Many Europeans are breathing more easily this morning as we consider the encouraging results of the Dutch elections. With a slackening wind from the North Sea holding up, one hopes for good, the progression of the populist ship, it seems a good opportunity to look more closely at Marine Le Pen’s economic programme and hope that its lunacy will become increasingly apparent to electors in France.
The most complete exposition of this programme I have read so far can be found in an interview published in “Investir, Le Journal des Finances” on February 18 of this year. While M.L-P’s positions on the single currency and the EU itself have been well rehearsed, what caught my eye in particular was a comment tucked away in the middle of the piece where she says: “ … the whole logic our of policy is to no longer depend on foreign creditors.” 

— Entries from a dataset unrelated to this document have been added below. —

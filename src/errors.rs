//! Errors for the orbital catalog service
use axum::{
    http::StatusCode,
    response::{IntoResponse, Response},
    Json,
};
use serde_json::json;
use thiserror::Error;
use tracing::error;

#[derive(Error, Debug)]
pub enum CatalogError {
    #[error("Serialization error")]
    SerdeError(#[from] serde_json::Error),

    #[error("Configuration error")]
    ConfigError(#[from] config::ConfigError),

    #[error("Invalid configuration: {message}")]
    ConfigurationError { message: String },

    #[error("IO error")]
    IoError(#[from] std::io::Error),

    #[error("Invalid observation year: {0}")]
    InvalidYear(i32),

    #[error("Database connection error: {0}")]
    DatabaseConnectionError(String),

    #[error("Unsupported type {type_name} in column {column}")]
    UnsupportedColumnType { column: String, type_name: String },

    #[error("Database error")]
    DatabaseError(#[from] sqlx::Error),
}

impl CatalogError {
    /// Classify a query-time sqlx error.
    ///
    /// Failures to reach or authenticate against the store become
    /// [`CatalogError::DatabaseConnectionError`], everything else stays a
    /// query error.
    pub fn from_query(err: sqlx::Error) -> Self {
        match err {
            sqlx::Error::PoolTimedOut
            | sqlx::Error::PoolClosed
            | sqlx::Error::Io(_)
            | sqlx::Error::Tls(_) => Self::DatabaseConnectionError(err.to_string()),
            sqlx::Error::Database(ref db) if is_access_denied(db.code().as_deref()) => {
                Self::DatabaseConnectionError(err.to_string())
            }
            other => Self::DatabaseError(other),
        }
    }

    fn status_and_kind(&self) -> (StatusCode, &'static str, &'static str) {
        match self {
            Self::DatabaseConnectionError(_) => (
                StatusCode::SERVICE_UNAVAILABLE,
                "database_unavailable",
                "The data store could not be reached",
            ),
            Self::DatabaseError(_) => (
                StatusCode::INTERNAL_SERVER_ERROR,
                "query_failed",
                "The data store query failed",
            ),
            Self::UnsupportedColumnType { .. } | Self::SerdeError(_) => (
                StatusCode::INTERNAL_SERVER_ERROR,
                "encoding_failed",
                "A stored value could not be encoded as JSON",
            ),
            Self::ConfigError(_)
            | Self::ConfigurationError { .. }
            | Self::InvalidYear(_)
            | Self::IoError(_) => (
                StatusCode::INTERNAL_SERVER_ERROR,
                "internal_error",
                "Internal server error",
            ),
        }
    }
}

/// MySQL SQLSTATE 28000: access denied for user
fn is_access_denied(code: Option<&str>) -> bool {
    code == Some("28000")
}

impl IntoResponse for CatalogError {
    fn into_response(self) -> Response {
        let (status, kind, message) = self.status_and_kind();
        error!("Request failed ({}): {:?}", kind, self);

        let body = Json(json!({
            "error": {
                "type": kind,
                "message": message,
            }
        }));

        (status, body).into_response()
    }
}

A statement that is eerily familiar to those who remember François Hollande’s Le Bourget speech in the run up to the presidential election in 2011: “My enemy is finance.”

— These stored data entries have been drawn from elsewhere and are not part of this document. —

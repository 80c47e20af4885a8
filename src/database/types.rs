// src/database/types.rs
use chrono::{DateTime, NaiveDate, NaiveDateTime, NaiveTime, Utc};
use serde_json::{Map, Number, Value};
use sqlx::{
    error::BoxDynError,
    mysql::{MySql, MySqlRow, MySqlTypeInfo, MySqlValueRef},
    Column, Decode, Row, Type, TypeInfo, ValueRef,
};

use tracing::debug;

use crate::{errors::CatalogError, models::coerce_numeric_text};

/// Number decoded from any numeric or text column.
///
/// NULL and text without a numeric prefix become 0.0.
#[derive(Debug, Clone, Copy, PartialEq, Default)]
pub struct CoercedFloat(pub f64);

impl Type<MySql> for CoercedFloat {
    fn type_info() -> MySqlTypeInfo {
        <f64 as Type<MySql>>::type_info()
    }

    fn compatible(_ty: &MySqlTypeInfo) -> bool {
        true
    }
}

/// Column value as read off the wire, before numeric coercion
#[derive(Debug, Clone, Copy, PartialEq)]
pub(crate) enum RawNumber<'a> {
    Null,
    Float(f64),
    Signed(i64),
    Unsigned(u64),
    /// DECIMAL or character data
    Text(&'a str),
}

impl RawNumber<'_> {
    pub(crate) fn coerce(self) -> f64 {
        match self {
            Self::Null => 0.0,
            Self::Float(value) if value.is_finite() => value,
            Self::Float(_) => 0.0,
            Self::Signed(value) => value as f64,
            Self::Unsigned(value) => value as f64,
            Self::Text(text) => coerce_numeric_text(text),
        }
    }
}

impl<'r> Decode<'r, MySql> for CoercedFloat {
    fn decode(value: MySqlValueRef<'r>) -> Result<Self, BoxDynError> {
        if value.is_null() {
            return Ok(Self(RawNumber::Null.coerce()));
        }
        let ty = value.type_info().into_owned();

        let raw = if <f64 as Type<MySql>>::compatible(&ty) {
            RawNumber::Float(<f64 as Decode<MySql>>::decode(value)?)
        } else if <i64 as Type<MySql>>::compatible(&ty) {
            RawNumber::Signed(<i64 as Decode<MySql>>::decode(value)?)
        } else if <u64 as Type<MySql>>::compatible(&ty) {
            RawNumber::Unsigned(<u64 as Decode<MySql>>::decode(value)?)
        } else {
            // DECIMAL travels as text in both protocols
            RawNumber::Text(<&str as Decode<MySql>>::decode(value)?)
        };

        Ok(Self(raw.coerce()))
    }
}

impl From<CoercedFloat> for f64 {
    fn from(value: CoercedFloat) -> Self {
        value.0
    }
}

/// Convert a row of unknown shape into a JSON object, keeping column order.
pub(crate) fn row_to_json(row: &MySqlRow) -> Result<Map<String, Value>, CatalogError> {
    let mut object = Map::with_capacity(row.columns().len());
    for column in row.columns() {
        let value = column_to_json(row, column.ordinal(), column.name())?;
        object.insert(column.name().to_string(), value);
    }
    Ok(object)
}

fn column_to_json(row: &MySqlRow, index: usize, name: &str) -> Result<Value, CatalogError> {
    let raw = row.try_get_raw(index)?;
    if raw.is_null() {
        return Ok(Value::Null);
    }
    let type_name = raw.type_info().name().to_string();

    let value = match type_name.as_str() {
        "BOOLEAN" => Value::Bool(row.try_get_unchecked::<bool, _>(index)?),
        "TINYINT" | "SMALLINT" | "MEDIUMINT" | "INT" | "BIGINT" | "YEAR" => {
            Value::from(row.try_get_unchecked::<i64, _>(index)?)
        }
        "TINYINT UNSIGNED" | "SMALLINT UNSIGNED" | "MEDIUMINT UNSIGNED" | "INT UNSIGNED"
        | "BIGINT UNSIGNED" | "BIT" => Value::from(row.try_get_unchecked::<u64, _>(index)?),
        "FLOAT" | "DOUBLE" => float_to_json(row.try_get_unchecked::<f64, _>(index)?),
        "DECIMAL" => decimal_to_json(row.try_get_unchecked::<String, _>(index)?),
        "DATE" => temporal_to_json(
            row,
            index,
            &type_name,
            row.try_get_unchecked::<NaiveDate, _>(index)
                .map(|date| date.format("%Y-%m-%d").to_string()),
        ),
        "DATETIME" => temporal_to_json(
            row,
            index,
            &type_name,
            row.try_get_unchecked::<NaiveDateTime, _>(index)
                .map(|dt| dt.format("%Y-%m-%d %H:%M:%S").to_string()),
        ),
        "TIMESTAMP" => temporal_to_json(
            row,
            index,
            &type_name,
            row.try_get_unchecked::<DateTime<Utc>, _>(index)
                .map(|dt| dt.format("%Y-%m-%d %H:%M:%S").to_string()),
        ),
        "TIME" => temporal_to_json(
            row,
            index,
            &type_name,
            row.try_get_unchecked::<NaiveTime, _>(index)
                .map(|time| time.format("%H:%M:%S").to_string()),
        ),
        "JSON" => row.try_get_unchecked::<sqlx::types::Json<Value>, _>(index)?.0,
        "CHAR" | "VARCHAR" | "TEXT" | "TINYTEXT" | "MEDIUMTEXT" | "LONGTEXT" | "ENUM"
        | "SET" => Value::from(row.try_get_unchecked::<String, _>(index)?),
        "BINARY" | "VARBINARY" | "BLOB" | "TINYBLOB" | "MEDIUMBLOB" | "LONGBLOB" => {
            let bytes = row.try_get_unchecked::<Vec<u8>, _>(index)?;
            Value::from(String::from_utf8_lossy(&bytes).into_owned())
        }
        _ => {
            return Err(CatalogError::UnsupportedColumnType {
                column: name.to_string(),
                type_name,
            })
        }
    };

    Ok(value)
}

/// Temporal value, or its stored text when chrono rejects it.
///
/// MySQL allows zero dates such as `0000-00-00`, which have no chrono
/// representation.
fn temporal_to_json(
    row: &MySqlRow,
    index: usize,
    type_name: &str,
    decoded: Result<String, sqlx::Error>,
) -> Value {
    match decoded {
        Ok(text) => Value::from(text),
        Err(e) => {
            debug!("Column {} is not a valid {}: {}", index, type_name, e);
            let stored = row.try_get_unchecked::<String, _>(index).ok();
            Value::from(stored_temporal_text(stored, type_name))
        }
    }
}

/// Stored text of an undecodable temporal value.
///
/// Binary protocol sends zero dates as an empty value, so anything that is
/// not printable text falls back to the type's zero literal.
fn stored_temporal_text(stored: Option<String>, type_name: &str) -> String {
    match stored {
        Some(text) if is_printable(&text) => text,
        _ => zero_temporal_text(type_name).to_string(),
    }
}

fn is_printable(text: &str) -> bool {
    !text.is_empty() && text.bytes().all(|b| b.is_ascii_graphic() || b == b' ')
}

fn zero_temporal_text(type_name: &str) -> &'static str {
    match type_name {
        "DATE" => "0000-00-00",
        "TIME" => "00:00:00",
        _ => "0000-00-00 00:00:00",
    }
}

fn float_to_json(value: f64) -> Value {
    Number::from_f64(value).map_or(Value::Null, Value::Number)
}

/// DECIMAL as a JSON number when it fits an f64, otherwise as its text.
fn decimal_to_json(text: String) -> Value {
    match text.parse::<f64>().ok().and_then(Number::from_f64) {
        Some(number) => Value::Number(number),
        None => Value::String(text),
    }
}
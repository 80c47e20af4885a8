// src/database/models.rs
use super::types::CoercedFloat;
use crate::models::CometRecord;

/// Row of the comet projection, before output normalization
#[derive(Debug, sqlx::FromRow)]
pub(crate) struct CometRow {
    name: Option<String>,
    diameter: CoercedFloat,
    eccentricity: CoercedFloat,
    inclination: CoercedFloat,
    perihelion: CoercedFloat,
    #[sqlx(rename = "M1")]
    m1: CoercedFloat,
    #[sqlx(rename = "Q")]
    aphelion: CoercedFloat,
    n: CoercedFloat,
    tp_cal: String,
}

impl From<CometRow> for CometRecord {
    fn from(row: CometRow) -> Self {
        Self {
            name: row.name.unwrap_or_default(),
            diameter: row.diameter.into(),
            eccentricity: row.eccentricity.into(),
            inclination: row.inclination.into(),
            perihelion: row.perihelion.into(),
            m1: row.m1.into(),
            aphelion: row.aphelion.into(),
            n: row.n.into(),
            tp_cal: row.tp_cal,
        }
    }
}
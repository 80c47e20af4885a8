//! HTTP surface of the catalog

use std::net::SocketAddr;
use std::sync::Arc;

use axum::{extract::State, routing::get, Json, Router};
use serde::Serialize;
use tokio::{net::TcpListener, signal};
use tower_http::trace::TraceLayer;
use tracing::{debug, info};

use crate::{
    database::CatalogStore,
    errors::CatalogError,
    models::{AsteroidRecord, CometRecord, CometsResponse, ObservationYear},
};

/// Shared, read-only request state
#[derive(Clone)]
pub struct AppState {
    pub store: Arc<dyn CatalogStore>,
    pub year: ObservationYear,
}

impl AppState {
    pub fn new(store: Arc<dyn CatalogStore>, year: ObservationYear) -> Self {
        Self { store, year }
    }
}

#[derive(Debug, Serialize)]
pub struct HealthResponse {
    pub status: &'static str,
}

/// Build the router with all catalog routes
pub fn router(state: AppState) -> Router {
    Router::new()
        .route("/asteroids", get(list_asteroids))
        .route("/comets", get(list_comets))
        .route("/health", get(health))
        .layer(TraceLayer::new_for_http())
        .with_state(state)
}

/// All asteroid rows of the observation year, as stored
pub async fn list_asteroids(
    State(state): State<AppState>,
) -> Result<Json<Vec<AsteroidRecord>>, CatalogError> {
    let asteroids = state.store.fetch_asteroids(state.year).await?;
    info!("Serving {} asteroids", asteroids.len());
    Ok(Json(asteroids))
}

/// Comets of the observation year, normalized and wrapped under `comets`
pub async fn list_comets(
    State(state): State<AppState>,
) -> Result<Json<CometsResponse>, CatalogError> {
    let year = state.year;
    let comets: Vec<CometRecord> = state
        .store
        .fetch_comets(year)
        .await?
        .into_iter()
        .filter(|comet| {
            let keep = year.matches_calendar_text(&comet.tp_cal);
            if !keep {
                debug!(
                    "Skipping comet {:?}: tp_cal {:?} does not mention {}",
                    comet.name,
                    comet.tp_cal,
                    year.value()
                );
            }
            keep
        })
        .map(CometRecord::normalized)
        .collect();

    info!("Serving {} comets", comets.len());
    Ok(Json(CometsResponse { comets }))
}

pub async fn health(State(state): State<AppState>) -> Result<Json<HealthResponse>, CatalogError> {
    state.store.ping().await?;
    Ok(Json(HealthResponse { status: "ok" }))
}

/// Serve until Ctrl-C
pub async fn serve(addr: SocketAddr, state: AppState) -> Result<(), CatalogError> {
    let listener = TcpListener::bind(addr).await?;
    info!("Listening on {}", listener.local_addr()?);

    axum::serve(listener, router(state))
        .with_graceful_shutdown(shutdown_signal())
        .await?;

    Ok(())
}

async fn shutdown_signal() {
    let _ = signal::ctrl_c().await;
    info!("Received shutdown signal");
}
//! Application configuration

use std::net::SocketAddr;
use std::time::Duration;

use config::{builder::DefaultState, Config, ConfigBuilder, Environment, File};
use serde::Deserialize;
use serde_with::serde_as;

use crate::{errors::CatalogError, models::ObservationYear};

#[derive(Debug, Deserialize, Clone)]
pub struct AppConfig {
    pub server: ServerConfig,
    pub database: DatabaseConfig,
    pub catalog: CatalogConfig,
}

#[derive(Debug, Deserialize, Clone)]
pub struct ServerConfig {
    pub listen: String,
}

#[serde_as]
#[derive(Debug, Deserialize, Clone)]
pub struct DatabaseConfig {
    pub url: String,
    pub max_connections: u32,
    #[serde_as(as = "serde_with::DurationSeconds<u64>")]
    pub acquire_timeout: Duration,
}

#[derive(Debug, Deserialize, Clone)]
pub struct CatalogConfig {
    /// Year of the close approaches and perihelion passages to serve
    pub year: i32,
}

impl AppConfig {
    /// Load from `config/default.*` and `ORBITAL__*` environment variables.
    pub fn load() -> Result<Self, CatalogError> {
        Self::from_builder(
            Config::builder()
                .add_source(File::with_name("config/default").required(false))
                .add_source(
                    Environment::with_prefix("ORBITAL")
                        .prefix_separator("__")
                        .separator("__")
                        .try_parsing(true),
                ),
        )
    }

    /// Apply defaults beneath the given sources, then deserialize and validate.
    pub fn from_builder(builder: ConfigBuilder<DefaultState>) -> Result<Self, CatalogError> {
        let config: Self = builder
            .set_default("server.listen", "0.0.0.0:8080")?
            .set_default("database.url", "mysql://root@localhost/orbitalobjectsdb")?
            .set_default("database.max_connections", 5)?
            .set_default("database.acquire_timeout", 5)?
            .set_default("catalog.year", 2024)?
            .build()?
            .try_deserialize()?;

        config.validate()?;
        Ok(config)
    }

    pub fn validate(&self) -> Result<(), CatalogError> {
        self.server.validate()?;
        self.database.validate()?;
        self.catalog.validate()?;
        Ok(())
    }
}

impl ServerConfig {
    /// Parse the listen address
    pub fn socket_addr(&self) -> Result<SocketAddr, CatalogError> {
        self.listen
            .parse()
            .map_err(|e| CatalogError::ConfigurationError {
                message: format!("Invalid listen address '{}': {}", self.listen, e),
            })
    }

    fn validate(&self) -> Result<(), CatalogError> {
        self.socket_addr().map(|_| ())
    }
}

impl DatabaseConfig {
    /// Validate configuration parameters
    pub fn validate(&self) -> Result<(), CatalogError> {
        self.validate_url()?;
        self.validate_pool()?;
        Ok(())
    }

    fn validate_url(&self) -> Result<(), CatalogError> {
        if self.url.trim().is_empty() {
            return Err(CatalogError::ConfigurationError {
                message: "Database URL cannot be empty".to_string(),
            });
        }
        if !(self.url.starts_with("mysql://") || self.url.starts_with("mariadb://")) {
            return Err(CatalogError::ConfigurationError {
                message: "Database URL must use the mysql:// or mariadb:// scheme".to_string(),
            });
        }
        Ok(())
    }

    fn validate_pool(&self) -> Result<(), CatalogError> {
        if self.max_connections == 0 {
            return Err(CatalogError::ConfigurationError {
                message: "Max connections must be greater than zero".to_string(),
            });
        }
        if self.acquire_timeout.is_zero() {
            return Err(CatalogError::ConfigurationError {
                message: "Acquire timeout must be greater than zero".to_string(),
            });
        }
        Ok(())
    }
}

impl CatalogConfig {
    pub fn observation_year(&self) -> Result<ObservationYear, CatalogError> {
        ObservationYear::try_from(self.year)
    }

    fn validate(&self) -> Result<(), CatalogError> {
        self.observation_year().map(|_| ())
    }
}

It is worthwhile repeating the facts about France’s indebtedness, as reported by Le Monde a few days ago, although M.L-P clearly prefers facts of the alternative variety. Current debt runs to 97.5% of GDP, 60% of which is held by foreigners, or, as the statisticians would describe them, “non-resident investors”. Annual interest payments, amount to €40billion (yes billion!!).
The only way of “no longer depending on foreign creditors” would be to default on most of that debt, which M.L-P says she would stop short of. But investors worried about the prospect of France ditching the euro and having their debt repaid in a devalued currency are hedging their bets, which goes some way to explaining the rise of French 10 year rates over the last few months and the increasing spread with comparable German rates.
Whatever the bluster from M.L-P, it is very clear that any programme to reduce dependence on foreign creditors will require the implementation of a patient, credible and single-minded policy over many years. To claim anything else is pure fantasy.
Unless of course the Euro is abandoned and the EU falls apart. What would happen then is anybody’s guess.
François Fillon, for all his faults, is the only candidate who seems to have a proper understanding of this challenge. Whether he will be elected President and in a position do something about it is very much a matter of conjecture at the moment. But one hopes that he will at least, in the upcoming televised debates, explode the myths surrounding the lunatic policies of one of his main rivals.